The Government General Hospital that serves as the teaching hospital has seen considerable change. A new casualty block was constructed to manage the increasing flow of patients. Several superspecialty departments are being created and their offices are being constructed in the renovated 2nd floor of the main OP building.

A new hostel for internees was constructed as superspecialty departments were being housed in the old internees hostel at the OP Building. New blocks for Antenatal wards and Pre-op gynecology wards were constructed adjacent to the existing Obstetrics, Gynecology and Pediatrics departments. New buildings were constructed to house the ENT, Ophthalmology and Psychiatry departments and their respective Operation Theaters. An ART (Anti Retroviral Therapy) center which caters to the special needs of patients affected with the HIV virus was moved to a new building. It is one of the largest of its kind in India based on the patient volume served giving it a vital role in affecting the epidemiology of HIV in India.

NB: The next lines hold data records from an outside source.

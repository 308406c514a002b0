//! Database module for interaction persistence

mod interaction;
mod schema;

use std::path::Path;

use r2d2::{Pool, PooledConnection};
use r2d2_sqlite::SqliteConnectionManager;

use crate::{Error, Result};

pub use interaction::{Interaction, InteractionRepo, InteractionStore, TIMESTAMP_FORMAT};
pub use schema::SCHEMA_VERSION;

/// Database connection pool
pub type DbPool = Pool<SqliteConnectionManager>;

/// Pooled database connection
pub type DbConn = PooledConnection<SqliteConnectionManager>;

/// Initialize the database
///
/// # Errors
///
/// Returns error if database cannot be opened or initialized
pub fn init<P: AsRef<Path>>(path: P) -> Result<DbPool> {
    if let Some(parent) = path.as_ref().parent() {
        if !parent.as_os_str().is_empty() {
            std::fs::create_dir_all(parent)?;
        }
    }

    let manager = SqliteConnectionManager::file(path);
    let pool = Pool::builder()
        .max_size(4)
        .build(manager)
        .map_err(|e| Error::StorageUnavailable(e.to_string()))?;

    // Run migrations on first connection
    let conn = pool
        .get()
        .map_err(|e| Error::StorageUnavailable(e.to_string()))?;
    schema::init(&conn)?;

    tracing::info!(version = SCHEMA_VERSION, "database initialized");
    Ok(pool)
}

/// Initialize an in-memory database (for testing)
///
/// # Errors
///
/// Returns error if database cannot be initialized
pub fn init_memory() -> Result<DbPool> {
    let manager = SqliteConnectionManager::memory();
    let pool = Pool::builder()
        .max_size(1)
        .build(manager)
        .map_err(|e| Error::StorageUnavailable(e.to_string()))?;

    let conn = pool
        .get()
        .map_err(|e| Error::StorageUnavailable(e.to_string()))?;
    schema::init(&conn)?;

    Ok(pool)
}

#[cfg(test)]
mod tests {
    use super::*;

    #[test]
    fn test_init_memory() {
        let pool = init_memory().unwrap();
        let _conn = pool.get().unwrap();
    }

    #[test]
    fn test_init_file_creates_parent_dirs() {
        let dir = tempfile::tempdir().unwrap();
        let path = dir.path().join("nested").join("interactions.db");

        let pool = init(&path).unwrap();
        drop(pool);

        assert!(path.exists());
    }
}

Neonatology course was added by NMC in 2012 making it the first medical college in Andhra Pradesh and eighth in the India to provide D.M. Neonatology.

==Academics==
The courses offered in the college are:
- M.B.B.S.
- M.D.
- M.S.
- D.M. Neonatology
- M.Ch [neuro surgery, plastic surgery]

==Departments==
Here is the list of departments in the college and Hospital campuses combined.
- Anaesthesiology
- Anatomy
- Physiology
- Biochemistry
- Pathology
- Pharmacology
- Microbiology
- Forensic Medicine
- Oto-Rhino-Laryngology
- Ophthalmology
- Social and Preventive Medicine
- General Medicine
- Cardiology
- Neurology
- Dermatology and Venereal Diseases
- General Surgery
- Neurosurgery
- Pediatric Surgery
- Orthopedics
- Obstetrics and Gynecology
- Pediatrics
- Neonatology
- Psychiatry
- Radio-diagnosis
- Plastic Surgery
- Pulmonary medicine

==Emblem==
The emblem of Rangaraya medical College is similar to some extent to the emblem of Andhra University. It consists of two snakes surrounding a lake with a lotus flower and two lotus buds on either sides of the flower during sunrise. This denotes the peace and calm which prevail when a physician cures a patient. Above the sunrise is an inscription in Sanskrit in Devanagari script and below is the same inscription in Telugu script: "Sarve Santu Niramaya" meaning "Freedom from Death and Illness." (This inscription is also the motto of the Indian Army Medical Corps.)